▶ [Prompt]:
The line containing "pub sessions: Arc<dyn" marks the end: write out exactly every line from the first line of the data below through that line, and only those.

[Data entries]
━━━━━━━━━━━━━━━━

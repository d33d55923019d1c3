use std::sync::Arc;

use axum::{
    extract::{Path, Query, State},
    Json,
};
use chrono::{NaiveDate, Weekday};
use serde_json::{json, Value};
use uuid::Uuid;

use patient_cell::models::Patient;
use shared_models::error::AppError;
use shared_store::Repository;

use crate::models::{
    CreateSessionRequest, NavigateQuery, ScheduleQuery, Session, UpdateSessionRequest,
};
use crate::services::schedule::{self, Direction, ViewMode};
use crate::services::SessionService;

#[derive(Clone)]
pub struct SessionState {
    pub sessions: Arc<dyn Repository<Session>>,
    pub patients: Arc<dyn Repository<Patient>>,
    pub week_start: Weekday,
}

fn parse_reference(date: &str) -> Result<NaiveDate, AppError> {
    NaiveDate::parse_from_str(date, "%Y-%m-%d")
        .map_err(|_| AppError::BadRequest(format!("Invalid reference date '{}'", date)))
}

#[axum::debug_handler]
pub async fn create_session(
    State(state): State<SessionState>,
    Json(request): Json<CreateSessionRequest>,
) -> Result<Json<Value>, AppError> {
    let service = SessionService::new(state.sessions.clone(), state.patients.clone());

    let session = service.create_session(request).await?;

    Ok(Json(json!(session)))
}

#[axum::debug_handler]
pub async fn get_session(
    State(state): State<SessionState>,
    Path(session_id): Path<Uuid>,
) -> Result<Json<Value>, AppError> {
    let service = SessionService::new(state.sessions.clone(), state.patients.clone());

    let session = service.get_session(session_id).await?;

    Ok(Json(json!(session)))
}

#[axum::debug_handler]
pub async fn update_session(
    State(state): State<SessionState>,
    Path(session_id): Path<Uuid>,
    Json(request): Json<UpdateSessionRequest>,
) -> Result<Json<Value>, AppError> {
    let service = SessionService::new(state.sessions.clone(), state.patients.clone());

    let session = service.update_session(session_id, request).await?;

    Ok(Json(json!(session)))
}

#[axum::debug_handler]
pub async fn list_sessions(
    State(state): State<SessionState>,
) -> Result<Json<Value>, AppError> {
    let service = SessionService::new(state.sessions.clone(), state.patients.clone());

    let sessions = service.list_sessions().await?;

    Ok(Json(json!({
        "sessions": sessions,
        "total": sessions.len()
    })))
}

/// The bucketed calendar view-model for a reference date and view mode.
#[axum::debug_handler]
pub async fn get_schedule(
    State(state): State<SessionState>,
    Query(query): Query<ScheduleQuery>,
) -> Result<Json<Value>, AppError> {
    let reference = parse_reference(&query.date)?;
    let mode: ViewMode = query.view.parse()?;

    let service = SessionService::new(state.sessions.clone(), state.patients.clone());
    let view = service.schedule(reference, mode, state.week_start).await?;

    Ok(Json(json!({
        "reference": reference,
        "schedule": view
    })))
}

/// Shifts the reference date by one unit of the view mode.
#[axum::debug_handler]
pub async fn navigate_schedule(
    State(_state): State<SessionState>,
    Query(query): Query<NavigateQuery>,
) -> Result<Json<Value>, AppError> {
    let reference = parse_reference(&query.date)?;
    let mode: ViewMode = query.view.parse()?;
    let direction: Direction = query.direction.parse()?;

    let shifted = schedule::navigate(reference, mode, direction)?;

    Ok(Json(json!({
        "reference": shifted
    })))
}
use std::fmt;

use chrono::{DateTime, NaiveDate, Utc};
use serde::{Deserialize, Serialize};
use uuid::Uuid;

use shared_models::error::AppError;
use shared_models::validation::Validator;
use shared_store::Entity;

#[derive(Debug, Clone, Serialize, Deserialize)]
pub struct Payment {
    pub id: Uuid,
    pub date: NaiveDate,
    /// Patient display name.
    pub patient: String,
    /// Free-form session label, e.g. "Sessão individual - 50min".
    pub session: String,
    pub amount: f64,
    pub status: PaymentStatus,
    pub created_at: DateTime<Utc>,
    pub updated_at: Option<DateTime<Utc>>,
}

impl Entity for Payment {
    fn id(&self) -> Uuid {
        self.id
    }

    fn kind() -> &'static str {
        "Payment"
    }
}

#[derive(Debug, Clone, Copy, Serialize, Deserialize, PartialEq, Eq)]
#[serde(rename_all = "snake_case")]
pub enum PaymentStatus {
    Pending,
    Paid,
    Overdue,
}

impl fmt::Display for PaymentStatus {
    fn fmt(&self, f: &mut fmt::Formatter<'_>) -> fmt::Result {
        match self {
            PaymentStatus::Pending => write!(f, "pending"),
            PaymentStatus::Paid => write!(f, "paid"),
            PaymentStatus::Overdue => write!(f, "overdue"),
        }
    }
}

#[derive(Debug, Clone, Serialize, Deserialize)]
pub struct CreatePaymentRequest {
    pub date: String,
    pub patient: String,
    pub session: String,
    pub amount: f64,
    pub status: PaymentStatus,
}

impl CreatePaymentRequest {
    pub fn validate(&self) -> Result<NaiveDate, AppError> {
        let mut v = Validator::new();

        let date = NaiveDate::parse_from_str(self.date.trim(), "%Y-%m-%d").ok();
        if date.is_none() {
            v.push("date", "Payment date must be a valid YYYY-MM-DD date");
        }

        v.require(!self.patient.trim().is_empty(), "patient", "Patient is required");
        v.require(!self.session.trim().is_empty(), "session", "Session is required");
        v.require(self.amount > 0.0, "amount", "Amount must be greater than zero");

        v.finish()?;

        date.ok_or_else(|| AppError::Internal("payment date missing after validation".into()))
    }
}

#[derive(Debug, Clone, Serialize, Deserialize)]
pub struct UpdatePaymentRequest {
    pub status: Option<PaymentStatus>,
    pub amount: Option<f64>,
}

impl UpdatePaymentRequest {
    pub fn validate(&self) -> Result<(), AppError> {
        let mut v = Validator::new();

        if let Some(amount) = self.amount {
            v.require(amount > 0.0, "amount", "Amount must be greater than zero");
        }

        v.finish()
    }
}

/// Revenue roll-up shown on the payments screen.
#[derive(Debug, Clone, Serialize, Deserialize, PartialEq)]
pub struct PaymentSummary {
    pub month: f64,
    pub pending: f64,
    pub received: f64,
}

#[derive(Debug, Clone, Serialize, Deserialize)]
pub struct SummaryQuery {
    /// Restrict the month total to a given YYYY-MM; all payments otherwise.
    pub month: Option<String>,
}
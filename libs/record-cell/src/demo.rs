use chrono::{NaiveDate, TimeZone, Utc};
use uuid::Uuid;

use crate::models::{MedicalRecord, RecordNoteType};

pub fn demo_records() -> Vec<MedicalRecord> {
    let seed = [
        ((2024, 12, 18), "João Santos", "Session #12", RecordNoteType::ProgressNote,
         "Patient presented significant improvement in anxiety symptoms. Discussed coping strategies and cognitive restructuring techniques. Homework assigned: daily mood journal. Next session scheduled to review progress."),
        ((2024, 12, 12), "Maria Oliveira", "Session #08", RecordNoteType::FollowUp,
         "Relato de melhor qualidade do sono e menor tensão muscular. Revisamos exercícios de respiração e incluímos 10 minutos de caminhada diária como rotina."),
        ((2024, 12, 5), "Pedro Costa", "Session #06", RecordNoteType::TreatmentPlan,
         "Definido novo plano de tratamento focado em fortalecer adesão às atividades de exposição gradual. Paciente mostrou abertura para ajustes e estabelecemos metas semanais."),
        ((2024, 12, 3), "Ana Silva", "Session #03", RecordNoteType::ProgressNote,
         "Evidências de melhora no humor após introdução de rotina matinal. Discutimos fatores de gatilho e combinamos registrar pensamentos automáticos."),
        ((2024, 11, 28), "Lucas Mendes", "Session #09", RecordNoteType::Evaluation,
         "Avaliação de progresso mostra redução de 30% nos relatos de dor e maior frequência de atividades físicas. Sem efeitos adversos relatados."),
        ((2024, 11, 21), "Bruna Rocha", "Session #02", RecordNoteType::MedicationUpdate,
         "Ajuste de medicação em conjunto com psiquiatria. Monitorar efeitos colaterais de sonolência e registrar padrões de apetite durante a semana."),
        ((2024, 11, 15), "Fernanda Santos", "Session #07", RecordNoteType::FollowUp,
         "Paciente relata maior estabilidade emocional. Prática de diário de gratidão mantida por 10 dias. Próximo passo: introduzir meditação guiada curta."),
        ((2024, 11, 10), "Carlos Alberto", "Session #05", RecordNoteType::TreatmentPlan,
         "Planejamento de rotina de exercícios para fortalecimento lombar. Sugerido acompanhamento semanal para revisão de postura em atividades diárias."),
    ];

    seed.into_iter()
        .map(|((y, m, d), patient_name, session_label, note_type, summary)| MedicalRecord {
            id: Uuid::new_v4(),
            patient_name: patient_name.to_string(),
            date: NaiveDate::from_ymd_opt(y, m, d).unwrap(),
            session_label: session_label.to_string(),
            note_type,
            summary: summary.to_string(),
            created_at: Utc.with_ymd_and_hms(y, m, d, 18, 0, 0).unwrap(),
            updated_at: None,
        })
        .collect()
}
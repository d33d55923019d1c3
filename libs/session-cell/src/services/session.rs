use std::sync::Arc;

use chrono::{Duration, NaiveDate, Utc, Weekday};
use tracing::{debug, warn};
use uuid::Uuid;

use patient_cell::models::Patient;
use shared_models::error::AppError;
use shared_models::validation::FieldIssue;
use shared_store::Repository;

use crate::models::{CreateSessionRequest, Session, UpdateSessionRequest};
use crate::services::schedule::{self, ScheduleView, ViewMode};

pub struct SessionService {
    sessions: Arc<dyn Repository<Session>>,
    patients: Arc<dyn Repository<Patient>>,
}

impl SessionService {
    pub fn new(
        sessions: Arc<dyn Repository<Session>>,
        patients: Arc<dyn Repository<Patient>>,
    ) -> Self {
        Self { sessions, patients }
    }

    pub async fn create_session(&self, request: CreateSessionRequest) -> Result<Session, AppError> {
        debug!("Booking session for patient: {}", request.patient_id);

        let start = request.validate()?;

        let patient = self
            .patients
            .get(request.patient_id)
            .await
            .map_err(|_| {
                AppError::Validation(vec![FieldIssue {
                    field: "patient_id".to_string(),
                    message: format!("Unknown patient {}", request.patient_id),
                }])
            })?;

        let session = Session {
            id: Uuid::new_v4(),
            patient_id: request.patient_id,
            professional_id: request.professional_id,
            patient: patient.name,
            price: request.price,
            notes: request.notes.unwrap_or_default().trim().to_string(),
            status: request.status,
            start,
            end: start + Duration::minutes(request.duration_minutes as i64),
            duration_minutes: request.duration_minutes,
            location: request.location,
            created_at: Utc::now(),
            updated_at: None,
        };

        let session = self.sessions.create(session).await?;
        debug!("Session booked with ID: {}", session.id);

        Ok(session)
    }

    pub async fn get_session(&self, session_id: Uuid) -> Result<Session, AppError> {
        self.sessions.get(session_id).await
    }

    pub async fn update_session(
        &self,
        session_id: Uuid,
        request: UpdateSessionRequest,
    ) -> Result<Session, AppError> {
        debug!("Updating session: {}", session_id);

        request.validate()?;

        let mut session = self.sessions.get(session_id).await?;

        if let Some(next) = request.status {
            // No enforced transition graph; a terminal session moving back to
            // an active status is accepted but flagged.
            if session.status.is_terminal() && !next.is_terminal() {
                warn!(
                    "Session {} reopened: status {} -> {}",
                    session.id, session.status, next
                );
            }
            session.status = next;
        }

        if let Some(notes) = request.notes {
            session.notes = notes.trim().to_string();
        }
        if let Some(price) = request.price {
            session.price = price;
        }
        if let Some(start) = request.reschedule_to {
            session.start = start;
        }
        if let Some(duration) = request.reschedule_duration {
            session.duration_minutes = duration;
        }
        session.end = session.start + Duration::minutes(session.duration_minutes as i64);
        session.updated_at = Some(Utc::now());

        self.sessions.update(session).await
    }

    pub async fn list_sessions(&self) -> Result<Vec<Session>, AppError> {
        self.sessions.list().await
    }

    /// The calendar view-model: every stored session bucketed around the
    /// reference date for the requested mode.
    pub async fn schedule(
        &self,
        reference: NaiveDate,
        mode: ViewMode,
        week_start: Weekday,
    ) -> Result<ScheduleView, AppError> {
        let sessions = self.sessions.list().await?;
        schedule::build_view(&sessions, reference, mode, week_start)
    }
}
use std::sync::Arc;

use axum::{routing::get, Router};

use patient_cell::router::create_patient_router;
use payment_cell::router::create_payment_router;
use record_cell::router::create_record_router;
use session_cell::router::create_session_router;

use crate::state::AppState;

pub fn create_router(state: Arc<AppState>) -> Router {
    Router::new()
        .route("/", get(|| async { "Practice API is running!" }))
        .nest("/patients", create_patient_router(state.patients.clone()))
        .nest("/sessions", create_session_router(state.sessions.clone()))
        .nest("/payments", create_payment_router(state.payments.clone()))
        .nest("/records", create_record_router(state.records.clone()))
}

━━━━━━━━━━━━━━━━

▶ [Task solution]:
repository d33d55923019d1c3
use std::sync::Arc;

use axum::{
    extract::{Path, Query, State},
    Json,
};
use chrono::{NaiveDate, Weekday};
use serde_json::{json, Value};
use uuid::Uuid;

use patient_cell::models::Patient;
use shared_models::error::AppError;
use shared_store::Repository;

use crate::models::{
    CreateSessionRequest, NavigateQuery, ScheduleQuery, Session, UpdateSessionRequest,
};
use crate::services::schedule::{self, Direction, ViewMode};
use crate::services::SessionService;

#[derive(Clone)]
pub struct SessionState {
    pub sessions: Arc<dyn Repository<Session>>,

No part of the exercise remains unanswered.